Arctic Monkeys played a characteristically faultless set, launching into Do I Wanna Know? and then straight into 20 brilliantly executed tracks from new album AM and globally celebrated releases such as I Bet You Look Good On The Dancefloor and Florescent Adolescent. Alex Turner looked spruced, collected and on-point, as expected, and as loyal to their reputation as ever, it was a zero gimmicks and absolutely no saccharine cooing at the audience affair. They came, they did their thing, they brought Miles Kane of The Last Shadow Puppets on for a spell, eschewing unnecessary chat and then left, leaving a caterwauling crowd of thousands with cold, muddy legs in their wake.

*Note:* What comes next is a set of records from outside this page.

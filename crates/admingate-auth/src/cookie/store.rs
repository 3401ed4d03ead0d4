//! Reads and writes the auth cookies on a request's cookie jar.

use axum_extra::extract::cookie::{Cookie, CookieJar, SameSite};
use time::Duration;

use admingate_core::config::CookieConfig;

use crate::token::TokenPair;

/// Access token cookie name.
pub const ACCESS_TOKEN_COOKIE: &str = "access_token";
/// Refresh token cookie name.
pub const REFRESH_TOKEN_COOKIE: &str = "refresh_token";
/// Token type cookie name (metadata, optional).
pub const TOKEN_TYPE_COOKIE: &str = "token_type";
/// Expires-in cookie name (metadata, optional).
pub const EXPIRES_IN_COOKIE: &str = "expires_in";

/// Tokens read back from a request's cookies.
///
/// `refresh_token` is absent on requests outside the refresh cookie's
/// path scope, and metadata is only present when persistence is enabled.
#[derive(Clone)]
pub struct StoredTokens {
    /// The raw access token string.
    pub access_token: String,
    /// The raw refresh token string, when its cookie was sent.
    pub refresh_token: Option<String>,
    /// Persisted token type, when metadata cookies are enabled.
    pub token_type: Option<String>,
}

/// Builds, reads, and clears the auth cookies.
///
/// All cookies are HttpOnly and SameSite=Lax. The access cookie lives as
/// long as the token itself; the refresh cookie has a fixed longer
/// lifetime and a narrower path. No method logs token values.
#[derive(Debug, Clone)]
pub struct CookieStore {
    secure: bool,
    refresh_max_age: Duration,
    refresh_path: String,
    persist_metadata: bool,
}

impl CookieStore {
    /// Creates a store from cookie configuration.
    pub fn new(config: &CookieConfig) -> Self {
        Self {
            secure: config.secure,
            refresh_max_age: Duration::days(config.refresh_ttl_days as i64),
            refresh_path: config.refresh_path.clone(),
            persist_metadata: config.persist_token_metadata,
        }
    }

    /// Writes the pair onto the jar, replacing any previous cookies.
    pub fn apply(&self, jar: CookieJar, pair: &TokenPair) -> CookieJar {
        let access_max_age = Duration::seconds(pair.expires_in as i64);

        let mut jar = jar
            .add(self.build(
                ACCESS_TOKEN_COOKIE,
                pair.access_token.clone(),
                "/",
                access_max_age,
            ))
            .add(self.build(
                REFRESH_TOKEN_COOKIE,
                pair.refresh_token.clone(),
                &self.refresh_path,
                self.refresh_max_age,
            ));

        if self.persist_metadata {
            jar = jar
                .add(self.build(
                    TOKEN_TYPE_COOKIE,
                    pair.token_type.clone(),
                    "/",
                    access_max_age,
                ))
                .add(self.build(
                    EXPIRES_IN_COOKIE,
                    pair.expires_in.to_string(),
                    "/",
                    access_max_age,
                ));
        }

        jar
    }

    /// Reads the stored tokens, `None` when no access token cookie exists.
    pub fn read(&self, jar: &CookieJar) -> Option<StoredTokens> {
        let access_token = self.access_token(jar)?;
        Some(StoredTokens {
            access_token,
            refresh_token: self.refresh_token(jar),
            token_type: jar.get(TOKEN_TYPE_COOKIE).map(|c| c.value().to_string()),
        })
    }

    /// The raw access token string, if present.
    pub fn access_token(&self, jar: &CookieJar) -> Option<String> {
        jar.get(ACCESS_TOKEN_COOKIE)
            .map(|c| c.value().to_string())
            .filter(|v| !v.is_empty())
    }

    /// The raw refresh token string, if present.
    pub fn refresh_token(&self, jar: &CookieJar) -> Option<String> {
        jar.get(REFRESH_TOKEN_COOKIE)
            .map(|c| c.value().to_string())
            .filter(|v| !v.is_empty())
    }

    /// Removes every auth cookie, metadata included, regardless of the
    /// persistence flag — switching it must never strand cookies.
    pub fn clear(&self, jar: CookieJar) -> CookieJar {
        jar.remove(Cookie::build(ACCESS_TOKEN_COOKIE).path("/").build())
            .remove(
                Cookie::build(REFRESH_TOKEN_COOKIE)
                    .path(self.refresh_path.clone())
                    .build(),
            )
            .remove(Cookie::build(TOKEN_TYPE_COOKIE).path("/").build())
            .remove(Cookie::build(EXPIRES_IN_COOKIE).path("/").build())
    }

    fn build(
        &self,
        name: &'static str,
        value: String,
        path: &str,
        max_age: Duration,
    ) -> Cookie<'static> {
        Cookie::build((name, value))
            .http_only(true)
            .secure(self.secure)
            .same_site(SameSite::Lax)
            .max_age(max_age)
            .path(path.to_string())
            .build()
    }
}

Perhaps we sound like mardy bums and failed to try our hardest to appreciate such a momentous event, the Arctic Monkeys are after all now one of the biggest bands in the world, however, the price of the ticket and entire event’s subsequent lack of flair and friendliness, as well as the VIP wristband crowd-partition scandal, significantly dampened what was touted to be something quite spectacular. Amid the overwhelming number of tote bags and t-shirts up for sale with not a single actual record in sight, the atmosphere at Finsbury Park begged the question, has the band’s commercial success transformed their vibe for the worse? Time and forthcoming gargantuan outdoor-palooza gigs will tell.